- Exercise prompt -
Only one span of the listing below is wanted: the lines from the one with "fn worker_main<C: Clock>(mut" through the one with "fn send(&self, command: Command)", reproduced exactly, both ends kept.

+++

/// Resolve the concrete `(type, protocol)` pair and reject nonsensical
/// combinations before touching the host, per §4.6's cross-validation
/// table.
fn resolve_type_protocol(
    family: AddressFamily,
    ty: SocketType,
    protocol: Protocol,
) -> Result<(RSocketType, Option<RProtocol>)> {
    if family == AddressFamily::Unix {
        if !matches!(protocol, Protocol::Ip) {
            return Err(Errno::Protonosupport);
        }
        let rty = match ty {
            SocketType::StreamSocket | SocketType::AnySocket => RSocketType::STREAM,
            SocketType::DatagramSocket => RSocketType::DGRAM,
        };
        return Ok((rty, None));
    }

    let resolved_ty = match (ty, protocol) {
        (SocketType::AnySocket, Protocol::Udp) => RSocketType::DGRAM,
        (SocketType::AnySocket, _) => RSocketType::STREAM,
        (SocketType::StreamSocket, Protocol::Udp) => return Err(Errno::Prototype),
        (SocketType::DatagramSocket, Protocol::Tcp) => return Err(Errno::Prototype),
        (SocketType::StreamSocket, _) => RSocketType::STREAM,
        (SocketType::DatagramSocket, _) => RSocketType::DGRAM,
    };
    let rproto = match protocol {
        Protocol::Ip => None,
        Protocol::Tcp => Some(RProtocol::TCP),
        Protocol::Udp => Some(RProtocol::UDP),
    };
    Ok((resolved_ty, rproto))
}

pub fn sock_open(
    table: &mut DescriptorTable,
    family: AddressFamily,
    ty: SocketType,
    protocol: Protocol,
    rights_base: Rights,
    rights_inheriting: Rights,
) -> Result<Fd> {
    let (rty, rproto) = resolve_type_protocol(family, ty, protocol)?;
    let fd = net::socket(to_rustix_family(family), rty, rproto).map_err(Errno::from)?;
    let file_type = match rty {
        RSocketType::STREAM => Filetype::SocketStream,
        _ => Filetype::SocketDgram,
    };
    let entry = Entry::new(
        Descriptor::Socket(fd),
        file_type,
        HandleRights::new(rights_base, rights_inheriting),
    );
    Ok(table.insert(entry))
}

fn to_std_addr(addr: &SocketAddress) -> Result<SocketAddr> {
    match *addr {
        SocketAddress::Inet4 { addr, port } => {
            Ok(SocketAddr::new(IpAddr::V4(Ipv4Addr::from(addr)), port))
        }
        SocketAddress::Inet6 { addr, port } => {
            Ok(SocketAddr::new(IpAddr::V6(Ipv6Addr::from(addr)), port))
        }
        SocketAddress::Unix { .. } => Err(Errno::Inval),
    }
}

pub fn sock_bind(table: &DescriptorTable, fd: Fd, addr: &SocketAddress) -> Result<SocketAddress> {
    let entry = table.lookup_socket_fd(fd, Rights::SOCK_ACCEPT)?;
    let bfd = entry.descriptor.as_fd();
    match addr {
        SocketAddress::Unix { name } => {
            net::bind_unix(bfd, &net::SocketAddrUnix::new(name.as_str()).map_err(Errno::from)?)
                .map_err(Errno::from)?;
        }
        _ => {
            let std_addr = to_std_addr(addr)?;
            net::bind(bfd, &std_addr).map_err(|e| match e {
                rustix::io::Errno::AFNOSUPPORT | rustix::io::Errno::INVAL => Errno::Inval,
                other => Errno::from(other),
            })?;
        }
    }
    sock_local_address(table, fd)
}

+++

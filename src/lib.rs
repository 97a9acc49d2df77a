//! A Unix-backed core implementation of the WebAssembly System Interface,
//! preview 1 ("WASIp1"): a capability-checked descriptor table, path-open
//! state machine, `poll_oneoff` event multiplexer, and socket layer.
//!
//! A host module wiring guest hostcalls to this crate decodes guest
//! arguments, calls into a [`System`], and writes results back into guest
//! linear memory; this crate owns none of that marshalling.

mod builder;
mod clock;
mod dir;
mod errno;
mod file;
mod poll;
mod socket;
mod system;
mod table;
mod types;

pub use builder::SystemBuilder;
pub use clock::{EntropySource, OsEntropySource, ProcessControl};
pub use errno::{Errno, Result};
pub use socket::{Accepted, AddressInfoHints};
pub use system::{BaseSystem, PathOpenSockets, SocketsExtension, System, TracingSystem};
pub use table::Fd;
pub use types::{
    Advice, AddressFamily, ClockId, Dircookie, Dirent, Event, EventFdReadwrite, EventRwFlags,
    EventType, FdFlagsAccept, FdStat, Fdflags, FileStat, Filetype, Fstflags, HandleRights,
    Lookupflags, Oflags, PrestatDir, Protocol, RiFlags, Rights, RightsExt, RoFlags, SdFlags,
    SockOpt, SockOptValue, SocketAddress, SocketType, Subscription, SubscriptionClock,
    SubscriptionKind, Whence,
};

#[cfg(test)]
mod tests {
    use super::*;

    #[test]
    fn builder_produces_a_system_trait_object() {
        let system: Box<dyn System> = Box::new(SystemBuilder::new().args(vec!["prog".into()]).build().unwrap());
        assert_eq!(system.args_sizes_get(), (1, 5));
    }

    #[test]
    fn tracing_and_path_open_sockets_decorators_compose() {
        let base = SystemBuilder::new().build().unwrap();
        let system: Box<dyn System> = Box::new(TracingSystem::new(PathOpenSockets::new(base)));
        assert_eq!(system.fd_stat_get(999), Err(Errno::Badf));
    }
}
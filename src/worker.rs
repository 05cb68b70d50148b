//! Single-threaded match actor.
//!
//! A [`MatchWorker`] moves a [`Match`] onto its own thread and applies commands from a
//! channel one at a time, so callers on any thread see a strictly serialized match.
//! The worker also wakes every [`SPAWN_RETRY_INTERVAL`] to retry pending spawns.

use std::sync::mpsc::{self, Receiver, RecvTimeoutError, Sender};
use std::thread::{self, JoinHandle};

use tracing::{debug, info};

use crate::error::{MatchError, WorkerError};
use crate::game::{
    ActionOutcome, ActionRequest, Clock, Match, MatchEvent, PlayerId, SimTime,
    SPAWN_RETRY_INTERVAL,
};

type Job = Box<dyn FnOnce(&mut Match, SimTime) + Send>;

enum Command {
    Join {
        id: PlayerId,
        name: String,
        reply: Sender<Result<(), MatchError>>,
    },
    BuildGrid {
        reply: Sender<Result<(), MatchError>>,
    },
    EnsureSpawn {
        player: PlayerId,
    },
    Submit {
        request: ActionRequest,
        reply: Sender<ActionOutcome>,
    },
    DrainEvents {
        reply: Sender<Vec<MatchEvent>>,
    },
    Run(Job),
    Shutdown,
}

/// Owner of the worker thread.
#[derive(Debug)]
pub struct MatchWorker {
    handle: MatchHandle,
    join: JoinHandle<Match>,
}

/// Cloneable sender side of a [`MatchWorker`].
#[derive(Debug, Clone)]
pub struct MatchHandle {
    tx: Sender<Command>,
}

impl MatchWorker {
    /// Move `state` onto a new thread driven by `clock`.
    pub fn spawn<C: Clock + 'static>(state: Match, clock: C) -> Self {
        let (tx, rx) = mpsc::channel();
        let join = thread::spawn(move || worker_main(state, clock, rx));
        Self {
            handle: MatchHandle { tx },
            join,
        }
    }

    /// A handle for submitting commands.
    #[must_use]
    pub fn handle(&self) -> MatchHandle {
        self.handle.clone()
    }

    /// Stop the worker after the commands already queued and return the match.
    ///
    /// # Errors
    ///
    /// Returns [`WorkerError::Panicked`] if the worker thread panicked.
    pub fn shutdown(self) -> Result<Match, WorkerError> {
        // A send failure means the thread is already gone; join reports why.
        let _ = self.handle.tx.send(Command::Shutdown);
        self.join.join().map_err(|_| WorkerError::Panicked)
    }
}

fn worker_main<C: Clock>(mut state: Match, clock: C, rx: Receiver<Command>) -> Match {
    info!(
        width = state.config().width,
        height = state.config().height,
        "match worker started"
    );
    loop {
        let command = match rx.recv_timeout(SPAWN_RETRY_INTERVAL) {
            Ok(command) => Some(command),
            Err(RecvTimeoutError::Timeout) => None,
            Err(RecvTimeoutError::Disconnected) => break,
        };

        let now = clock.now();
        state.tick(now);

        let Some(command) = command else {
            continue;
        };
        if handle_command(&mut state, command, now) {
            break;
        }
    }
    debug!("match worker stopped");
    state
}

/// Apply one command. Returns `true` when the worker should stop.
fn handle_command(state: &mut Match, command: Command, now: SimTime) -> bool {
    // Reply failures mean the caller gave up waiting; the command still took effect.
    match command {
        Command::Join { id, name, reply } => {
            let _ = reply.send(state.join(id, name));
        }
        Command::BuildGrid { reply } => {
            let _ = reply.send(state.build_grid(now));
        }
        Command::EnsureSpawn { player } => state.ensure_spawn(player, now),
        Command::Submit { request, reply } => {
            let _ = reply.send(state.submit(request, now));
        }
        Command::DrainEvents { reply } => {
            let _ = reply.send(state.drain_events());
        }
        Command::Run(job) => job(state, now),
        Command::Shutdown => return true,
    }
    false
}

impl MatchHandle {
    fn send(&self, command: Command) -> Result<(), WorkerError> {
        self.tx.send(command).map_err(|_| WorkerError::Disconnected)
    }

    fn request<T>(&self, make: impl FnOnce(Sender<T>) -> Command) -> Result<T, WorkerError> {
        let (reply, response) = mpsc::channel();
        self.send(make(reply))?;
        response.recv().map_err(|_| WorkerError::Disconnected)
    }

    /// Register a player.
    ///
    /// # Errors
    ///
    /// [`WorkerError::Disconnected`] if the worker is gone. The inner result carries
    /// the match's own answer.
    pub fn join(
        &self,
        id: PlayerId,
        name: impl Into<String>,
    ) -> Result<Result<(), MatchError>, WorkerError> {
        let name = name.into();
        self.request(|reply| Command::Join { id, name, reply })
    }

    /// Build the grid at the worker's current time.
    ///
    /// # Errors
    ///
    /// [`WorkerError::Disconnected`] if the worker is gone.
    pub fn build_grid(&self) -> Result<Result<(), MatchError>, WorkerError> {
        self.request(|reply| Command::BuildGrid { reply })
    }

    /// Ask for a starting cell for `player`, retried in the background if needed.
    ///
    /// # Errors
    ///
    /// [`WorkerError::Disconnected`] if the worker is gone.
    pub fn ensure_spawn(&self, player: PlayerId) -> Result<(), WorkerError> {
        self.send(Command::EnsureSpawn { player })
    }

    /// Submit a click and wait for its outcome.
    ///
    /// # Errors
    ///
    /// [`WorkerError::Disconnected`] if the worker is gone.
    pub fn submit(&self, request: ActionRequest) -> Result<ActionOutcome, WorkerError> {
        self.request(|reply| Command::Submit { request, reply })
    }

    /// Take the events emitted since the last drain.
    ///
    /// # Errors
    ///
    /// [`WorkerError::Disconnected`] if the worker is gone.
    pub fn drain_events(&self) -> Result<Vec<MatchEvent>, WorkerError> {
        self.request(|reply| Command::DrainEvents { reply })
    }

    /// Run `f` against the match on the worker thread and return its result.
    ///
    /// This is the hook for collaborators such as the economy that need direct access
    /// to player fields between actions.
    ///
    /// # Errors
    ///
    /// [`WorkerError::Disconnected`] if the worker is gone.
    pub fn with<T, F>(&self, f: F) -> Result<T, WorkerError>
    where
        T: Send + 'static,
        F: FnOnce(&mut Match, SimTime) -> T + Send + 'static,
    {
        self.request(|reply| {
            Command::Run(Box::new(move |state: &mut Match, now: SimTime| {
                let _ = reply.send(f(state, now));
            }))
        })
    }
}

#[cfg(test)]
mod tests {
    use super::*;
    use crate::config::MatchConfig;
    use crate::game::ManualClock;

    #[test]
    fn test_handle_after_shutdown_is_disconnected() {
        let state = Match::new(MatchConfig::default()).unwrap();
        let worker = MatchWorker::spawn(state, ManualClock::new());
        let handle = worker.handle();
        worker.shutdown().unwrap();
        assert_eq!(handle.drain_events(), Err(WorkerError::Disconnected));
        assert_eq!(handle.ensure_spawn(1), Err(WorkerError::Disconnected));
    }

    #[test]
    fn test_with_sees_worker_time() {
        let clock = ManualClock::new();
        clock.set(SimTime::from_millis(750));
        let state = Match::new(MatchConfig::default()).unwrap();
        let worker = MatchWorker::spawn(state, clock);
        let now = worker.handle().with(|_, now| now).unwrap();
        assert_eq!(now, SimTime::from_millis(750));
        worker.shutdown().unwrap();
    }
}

+++

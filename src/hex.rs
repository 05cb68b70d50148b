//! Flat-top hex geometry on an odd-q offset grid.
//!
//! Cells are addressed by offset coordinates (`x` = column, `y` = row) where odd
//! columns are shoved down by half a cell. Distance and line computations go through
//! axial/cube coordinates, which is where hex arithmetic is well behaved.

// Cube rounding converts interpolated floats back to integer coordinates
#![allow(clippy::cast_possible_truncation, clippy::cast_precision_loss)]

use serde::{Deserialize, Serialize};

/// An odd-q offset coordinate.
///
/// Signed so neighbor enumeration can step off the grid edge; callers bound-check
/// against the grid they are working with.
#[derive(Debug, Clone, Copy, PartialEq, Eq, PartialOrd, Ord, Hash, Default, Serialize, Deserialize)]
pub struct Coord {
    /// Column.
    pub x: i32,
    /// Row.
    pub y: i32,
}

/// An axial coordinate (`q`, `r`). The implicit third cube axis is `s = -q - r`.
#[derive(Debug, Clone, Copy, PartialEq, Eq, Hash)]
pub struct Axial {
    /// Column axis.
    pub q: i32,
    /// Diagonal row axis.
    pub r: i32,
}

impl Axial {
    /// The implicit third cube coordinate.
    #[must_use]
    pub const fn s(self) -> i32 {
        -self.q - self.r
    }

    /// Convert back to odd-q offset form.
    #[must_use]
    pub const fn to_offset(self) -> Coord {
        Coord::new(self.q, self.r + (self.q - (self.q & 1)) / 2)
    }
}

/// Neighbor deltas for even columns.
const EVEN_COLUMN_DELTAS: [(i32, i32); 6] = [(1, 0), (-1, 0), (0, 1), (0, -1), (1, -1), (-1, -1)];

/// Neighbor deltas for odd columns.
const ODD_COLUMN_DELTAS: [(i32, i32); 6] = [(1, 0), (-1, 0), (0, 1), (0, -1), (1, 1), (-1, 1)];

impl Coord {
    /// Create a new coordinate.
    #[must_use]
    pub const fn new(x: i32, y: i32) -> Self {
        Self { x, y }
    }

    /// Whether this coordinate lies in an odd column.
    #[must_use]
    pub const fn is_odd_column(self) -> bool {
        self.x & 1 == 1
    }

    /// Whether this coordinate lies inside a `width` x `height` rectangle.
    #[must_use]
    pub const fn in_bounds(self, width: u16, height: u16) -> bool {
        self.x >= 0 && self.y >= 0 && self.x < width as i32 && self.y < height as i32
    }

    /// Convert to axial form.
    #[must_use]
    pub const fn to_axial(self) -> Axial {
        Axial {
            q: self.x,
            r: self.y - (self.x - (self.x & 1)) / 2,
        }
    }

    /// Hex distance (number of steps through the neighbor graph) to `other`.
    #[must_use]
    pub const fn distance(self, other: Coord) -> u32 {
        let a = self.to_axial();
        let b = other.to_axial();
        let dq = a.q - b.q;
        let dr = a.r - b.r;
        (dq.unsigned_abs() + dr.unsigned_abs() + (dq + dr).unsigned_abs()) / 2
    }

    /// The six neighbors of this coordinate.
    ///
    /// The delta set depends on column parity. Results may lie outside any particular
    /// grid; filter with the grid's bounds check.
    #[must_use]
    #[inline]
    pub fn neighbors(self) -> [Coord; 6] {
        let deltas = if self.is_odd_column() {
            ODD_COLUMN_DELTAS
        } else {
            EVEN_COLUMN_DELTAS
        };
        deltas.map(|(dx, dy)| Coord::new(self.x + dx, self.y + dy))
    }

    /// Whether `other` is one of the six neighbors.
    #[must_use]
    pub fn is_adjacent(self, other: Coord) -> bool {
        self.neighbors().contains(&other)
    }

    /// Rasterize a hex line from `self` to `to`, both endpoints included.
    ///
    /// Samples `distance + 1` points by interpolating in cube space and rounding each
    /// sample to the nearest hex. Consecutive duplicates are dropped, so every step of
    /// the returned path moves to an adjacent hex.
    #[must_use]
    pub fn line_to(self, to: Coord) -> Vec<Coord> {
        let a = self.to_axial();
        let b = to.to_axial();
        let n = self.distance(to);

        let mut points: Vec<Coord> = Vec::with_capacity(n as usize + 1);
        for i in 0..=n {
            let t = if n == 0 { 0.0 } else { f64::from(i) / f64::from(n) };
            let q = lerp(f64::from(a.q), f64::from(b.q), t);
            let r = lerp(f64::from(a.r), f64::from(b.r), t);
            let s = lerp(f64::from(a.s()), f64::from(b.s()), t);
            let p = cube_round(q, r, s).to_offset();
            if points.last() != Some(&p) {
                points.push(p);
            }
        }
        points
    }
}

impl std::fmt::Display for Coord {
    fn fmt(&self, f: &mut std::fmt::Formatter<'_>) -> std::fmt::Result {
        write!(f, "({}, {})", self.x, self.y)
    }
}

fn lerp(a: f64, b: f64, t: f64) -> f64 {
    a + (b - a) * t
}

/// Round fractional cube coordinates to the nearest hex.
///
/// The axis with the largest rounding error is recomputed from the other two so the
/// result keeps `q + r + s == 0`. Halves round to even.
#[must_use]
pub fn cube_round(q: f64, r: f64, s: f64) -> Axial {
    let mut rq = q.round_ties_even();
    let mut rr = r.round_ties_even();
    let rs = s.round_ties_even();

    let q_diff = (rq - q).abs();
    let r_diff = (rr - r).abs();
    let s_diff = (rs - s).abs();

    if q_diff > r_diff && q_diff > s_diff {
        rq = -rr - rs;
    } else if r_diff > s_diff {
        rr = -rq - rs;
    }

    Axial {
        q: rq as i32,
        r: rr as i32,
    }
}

+++

- Answer space -
fn worker_main<C: Clock>(mut state: Match, clock: C, rx: Receiver<Command>) -> Match {
    info!(
        width = state.config().width,
        height = state.config().height,
        "match worker started"
    );
    loop {
        let command = match rx.recv_timeout(SPAWN_RETRY_INTERVAL) {
            Ok(command) => Some(command),
            Err(RecvTimeoutError::Timeout) => None,
            Err(RecvTimeoutError::Disconnected) => break,
        };

        let now = clock.now();
        state.tick(now);

        let Some(command) = command else {
            continue;
        };
        if handle_command(&mut state, command, now) {
            break;
        }
    }
    debug!("match worker stopped");
    state
}

/// Apply one command. Returns `true` when the worker should stop.
fn handle_command(state: &mut Match, command: Command, now: SimTime) -> bool {
    // Reply failures mean the caller gave up waiting; the command still took effect.
    match command {
        Command::Join { id, name, reply } => {
            let _ = reply.send(state.join(id, name));
        }
        Command::BuildGrid { reply } => {
            let _ = reply.send(state.build_grid(now));
        }
        Command::EnsureSpawn { player } => state.ensure_spawn(player, now),
        Command::Submit { request, reply } => {
            let _ = reply.send(state.submit(request, now));
        }
        Command::DrainEvents { reply } => {
            let _ = reply.send(state.drain_events());
        }
        Command::Run(job) => job(state, now),
        Command::Shutdown => return true,
    }
    false
}

impl MatchHandle {
    fn send(&self, command: Command) -> Result<(), WorkerError> {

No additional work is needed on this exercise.